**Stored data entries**
↓
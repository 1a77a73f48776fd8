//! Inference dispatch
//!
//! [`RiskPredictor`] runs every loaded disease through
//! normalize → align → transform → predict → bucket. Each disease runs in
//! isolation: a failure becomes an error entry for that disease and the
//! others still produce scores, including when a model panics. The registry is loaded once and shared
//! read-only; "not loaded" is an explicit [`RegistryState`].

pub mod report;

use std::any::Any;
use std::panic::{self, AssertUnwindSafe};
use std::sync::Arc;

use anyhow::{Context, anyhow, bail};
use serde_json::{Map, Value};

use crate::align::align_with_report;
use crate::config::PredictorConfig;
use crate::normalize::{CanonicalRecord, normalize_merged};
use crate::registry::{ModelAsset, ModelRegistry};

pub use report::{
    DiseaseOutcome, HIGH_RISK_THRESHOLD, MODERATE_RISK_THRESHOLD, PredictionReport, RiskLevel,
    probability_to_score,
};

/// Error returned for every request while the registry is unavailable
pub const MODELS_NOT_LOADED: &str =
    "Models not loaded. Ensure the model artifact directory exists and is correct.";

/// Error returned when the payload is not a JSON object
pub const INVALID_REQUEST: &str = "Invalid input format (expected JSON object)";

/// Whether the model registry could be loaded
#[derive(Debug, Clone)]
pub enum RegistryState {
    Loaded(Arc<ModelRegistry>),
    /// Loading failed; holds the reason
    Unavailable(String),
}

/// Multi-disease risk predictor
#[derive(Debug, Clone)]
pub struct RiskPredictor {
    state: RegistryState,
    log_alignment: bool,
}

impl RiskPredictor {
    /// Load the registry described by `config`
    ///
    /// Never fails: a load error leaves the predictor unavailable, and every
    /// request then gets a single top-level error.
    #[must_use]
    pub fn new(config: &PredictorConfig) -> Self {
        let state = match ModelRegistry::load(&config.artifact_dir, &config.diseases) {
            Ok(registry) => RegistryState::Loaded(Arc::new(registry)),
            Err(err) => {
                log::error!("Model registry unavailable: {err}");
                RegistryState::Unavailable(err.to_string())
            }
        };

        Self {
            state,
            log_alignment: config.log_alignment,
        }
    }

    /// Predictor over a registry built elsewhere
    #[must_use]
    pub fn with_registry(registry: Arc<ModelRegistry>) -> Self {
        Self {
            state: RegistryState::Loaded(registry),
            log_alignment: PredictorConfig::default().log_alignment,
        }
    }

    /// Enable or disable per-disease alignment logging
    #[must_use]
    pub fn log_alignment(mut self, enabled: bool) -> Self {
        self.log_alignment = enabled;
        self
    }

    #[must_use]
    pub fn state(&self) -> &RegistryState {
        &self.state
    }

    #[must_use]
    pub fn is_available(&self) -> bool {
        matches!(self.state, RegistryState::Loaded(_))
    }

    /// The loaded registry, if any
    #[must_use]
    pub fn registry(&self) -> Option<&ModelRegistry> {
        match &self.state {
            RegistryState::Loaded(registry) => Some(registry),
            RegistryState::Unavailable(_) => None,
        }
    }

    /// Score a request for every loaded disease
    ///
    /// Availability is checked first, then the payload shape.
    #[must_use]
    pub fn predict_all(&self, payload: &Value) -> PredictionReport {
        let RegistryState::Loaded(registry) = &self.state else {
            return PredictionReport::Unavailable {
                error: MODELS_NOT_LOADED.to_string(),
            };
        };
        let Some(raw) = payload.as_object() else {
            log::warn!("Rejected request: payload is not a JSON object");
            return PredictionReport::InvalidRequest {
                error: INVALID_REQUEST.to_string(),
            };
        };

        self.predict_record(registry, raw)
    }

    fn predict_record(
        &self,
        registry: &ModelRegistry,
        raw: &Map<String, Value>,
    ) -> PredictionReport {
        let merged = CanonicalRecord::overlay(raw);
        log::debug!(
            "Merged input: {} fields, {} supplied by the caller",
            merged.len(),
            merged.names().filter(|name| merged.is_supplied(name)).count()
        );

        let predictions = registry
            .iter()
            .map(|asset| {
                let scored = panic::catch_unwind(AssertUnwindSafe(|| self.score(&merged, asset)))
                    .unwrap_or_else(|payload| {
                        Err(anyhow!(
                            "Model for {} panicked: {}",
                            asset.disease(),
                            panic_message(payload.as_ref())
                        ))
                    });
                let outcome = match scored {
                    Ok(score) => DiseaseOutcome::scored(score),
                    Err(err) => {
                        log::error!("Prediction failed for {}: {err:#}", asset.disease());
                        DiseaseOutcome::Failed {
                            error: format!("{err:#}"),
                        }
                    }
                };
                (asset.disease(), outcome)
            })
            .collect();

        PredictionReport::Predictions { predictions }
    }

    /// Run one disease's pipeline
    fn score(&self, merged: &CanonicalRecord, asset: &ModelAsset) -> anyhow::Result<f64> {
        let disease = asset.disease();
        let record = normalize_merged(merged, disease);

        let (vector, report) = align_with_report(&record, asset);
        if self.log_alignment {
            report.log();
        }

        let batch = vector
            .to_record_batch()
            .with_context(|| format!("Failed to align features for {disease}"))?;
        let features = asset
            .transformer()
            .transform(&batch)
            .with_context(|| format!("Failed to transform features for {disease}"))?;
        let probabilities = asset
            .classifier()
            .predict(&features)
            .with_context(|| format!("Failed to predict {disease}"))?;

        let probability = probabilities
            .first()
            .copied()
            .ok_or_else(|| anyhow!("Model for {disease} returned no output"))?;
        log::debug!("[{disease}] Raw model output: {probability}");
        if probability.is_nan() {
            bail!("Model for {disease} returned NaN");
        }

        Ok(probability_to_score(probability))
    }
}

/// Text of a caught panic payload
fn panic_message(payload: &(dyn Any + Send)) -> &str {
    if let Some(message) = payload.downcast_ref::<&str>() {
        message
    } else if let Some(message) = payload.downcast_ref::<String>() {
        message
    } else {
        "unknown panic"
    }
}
↑
↓
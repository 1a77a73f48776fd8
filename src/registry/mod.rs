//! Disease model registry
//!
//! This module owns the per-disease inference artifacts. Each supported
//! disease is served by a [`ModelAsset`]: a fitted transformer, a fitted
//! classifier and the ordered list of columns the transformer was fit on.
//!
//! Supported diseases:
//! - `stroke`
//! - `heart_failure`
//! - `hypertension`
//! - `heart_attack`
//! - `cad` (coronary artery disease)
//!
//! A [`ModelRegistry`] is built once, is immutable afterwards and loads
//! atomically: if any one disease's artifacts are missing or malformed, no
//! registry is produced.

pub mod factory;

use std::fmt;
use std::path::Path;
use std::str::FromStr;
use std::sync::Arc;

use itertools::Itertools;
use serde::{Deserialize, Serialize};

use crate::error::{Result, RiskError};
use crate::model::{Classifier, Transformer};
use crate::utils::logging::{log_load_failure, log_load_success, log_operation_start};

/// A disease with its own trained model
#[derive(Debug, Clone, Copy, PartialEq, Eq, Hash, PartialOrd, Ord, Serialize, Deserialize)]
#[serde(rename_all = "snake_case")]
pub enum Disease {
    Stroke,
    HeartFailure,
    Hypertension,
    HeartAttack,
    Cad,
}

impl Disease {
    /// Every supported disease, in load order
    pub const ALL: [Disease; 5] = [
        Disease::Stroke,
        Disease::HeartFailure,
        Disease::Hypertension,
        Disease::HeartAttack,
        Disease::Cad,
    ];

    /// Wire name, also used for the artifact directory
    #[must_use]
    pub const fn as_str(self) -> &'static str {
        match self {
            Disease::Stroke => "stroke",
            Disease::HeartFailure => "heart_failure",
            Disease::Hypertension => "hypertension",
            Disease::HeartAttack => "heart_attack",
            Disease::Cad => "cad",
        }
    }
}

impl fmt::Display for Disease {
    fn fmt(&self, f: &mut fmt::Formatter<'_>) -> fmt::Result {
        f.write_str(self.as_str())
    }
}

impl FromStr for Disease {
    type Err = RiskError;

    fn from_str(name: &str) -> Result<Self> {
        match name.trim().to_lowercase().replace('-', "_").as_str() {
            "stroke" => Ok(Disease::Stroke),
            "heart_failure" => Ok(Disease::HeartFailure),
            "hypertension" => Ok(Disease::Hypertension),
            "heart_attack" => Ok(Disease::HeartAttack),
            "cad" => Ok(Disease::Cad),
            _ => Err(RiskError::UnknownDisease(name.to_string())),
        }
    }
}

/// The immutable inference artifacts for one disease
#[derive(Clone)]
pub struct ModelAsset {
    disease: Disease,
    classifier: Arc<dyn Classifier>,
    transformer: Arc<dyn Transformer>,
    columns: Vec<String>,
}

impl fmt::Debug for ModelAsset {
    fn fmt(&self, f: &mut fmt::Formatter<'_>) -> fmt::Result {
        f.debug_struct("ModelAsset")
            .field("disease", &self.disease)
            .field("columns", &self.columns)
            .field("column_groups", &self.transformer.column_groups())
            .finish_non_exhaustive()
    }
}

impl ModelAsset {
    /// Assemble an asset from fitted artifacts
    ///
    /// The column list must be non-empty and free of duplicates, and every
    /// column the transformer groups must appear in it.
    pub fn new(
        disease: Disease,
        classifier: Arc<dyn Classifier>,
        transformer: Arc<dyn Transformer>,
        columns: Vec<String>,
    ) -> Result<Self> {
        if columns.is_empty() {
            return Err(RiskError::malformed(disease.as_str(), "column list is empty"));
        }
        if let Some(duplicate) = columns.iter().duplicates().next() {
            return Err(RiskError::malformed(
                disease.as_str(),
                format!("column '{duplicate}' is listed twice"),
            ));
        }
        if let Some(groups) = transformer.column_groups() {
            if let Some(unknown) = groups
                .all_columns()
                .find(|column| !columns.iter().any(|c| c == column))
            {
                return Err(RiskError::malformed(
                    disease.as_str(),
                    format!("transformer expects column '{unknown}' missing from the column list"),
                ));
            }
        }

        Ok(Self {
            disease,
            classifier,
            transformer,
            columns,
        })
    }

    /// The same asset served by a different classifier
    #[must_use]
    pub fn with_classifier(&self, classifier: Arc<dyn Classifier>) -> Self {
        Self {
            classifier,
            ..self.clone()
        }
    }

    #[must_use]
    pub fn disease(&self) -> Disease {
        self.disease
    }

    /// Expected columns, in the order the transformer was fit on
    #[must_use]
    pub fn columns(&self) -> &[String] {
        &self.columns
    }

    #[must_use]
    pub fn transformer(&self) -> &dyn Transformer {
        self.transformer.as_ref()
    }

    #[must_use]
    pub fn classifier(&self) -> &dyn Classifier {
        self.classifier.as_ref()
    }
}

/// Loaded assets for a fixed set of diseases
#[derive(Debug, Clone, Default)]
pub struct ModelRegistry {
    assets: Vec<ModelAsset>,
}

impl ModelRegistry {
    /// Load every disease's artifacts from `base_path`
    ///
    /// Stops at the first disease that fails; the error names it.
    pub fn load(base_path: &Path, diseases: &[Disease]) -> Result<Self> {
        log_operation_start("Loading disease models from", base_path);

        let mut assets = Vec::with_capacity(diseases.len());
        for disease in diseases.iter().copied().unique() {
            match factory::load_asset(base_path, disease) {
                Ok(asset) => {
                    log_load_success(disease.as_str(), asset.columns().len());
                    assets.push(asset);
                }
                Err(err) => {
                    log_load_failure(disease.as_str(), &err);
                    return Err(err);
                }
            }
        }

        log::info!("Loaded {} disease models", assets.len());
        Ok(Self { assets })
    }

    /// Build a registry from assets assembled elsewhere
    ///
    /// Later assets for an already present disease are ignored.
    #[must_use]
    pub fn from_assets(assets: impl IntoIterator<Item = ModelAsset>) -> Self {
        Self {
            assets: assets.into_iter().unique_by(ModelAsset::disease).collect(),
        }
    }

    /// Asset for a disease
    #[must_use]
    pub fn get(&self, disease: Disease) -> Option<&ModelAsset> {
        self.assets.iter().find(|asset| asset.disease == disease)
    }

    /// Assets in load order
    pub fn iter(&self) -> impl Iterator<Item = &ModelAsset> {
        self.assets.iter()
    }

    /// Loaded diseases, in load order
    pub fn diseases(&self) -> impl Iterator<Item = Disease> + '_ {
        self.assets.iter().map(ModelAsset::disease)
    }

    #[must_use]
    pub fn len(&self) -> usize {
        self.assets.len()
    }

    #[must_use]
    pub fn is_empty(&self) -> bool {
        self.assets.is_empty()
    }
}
↑
**What you have to do**
Find every line in the records above that holds the word "scored", and copy each one.

**Response to the exercise**
                let scored = panic::catch_unwind(AssertUnwindSafe(|| self.score(&merged, asset)))
                let outcome = match scored {
                    Ok(score) => DiseaseOutcome::scored(score),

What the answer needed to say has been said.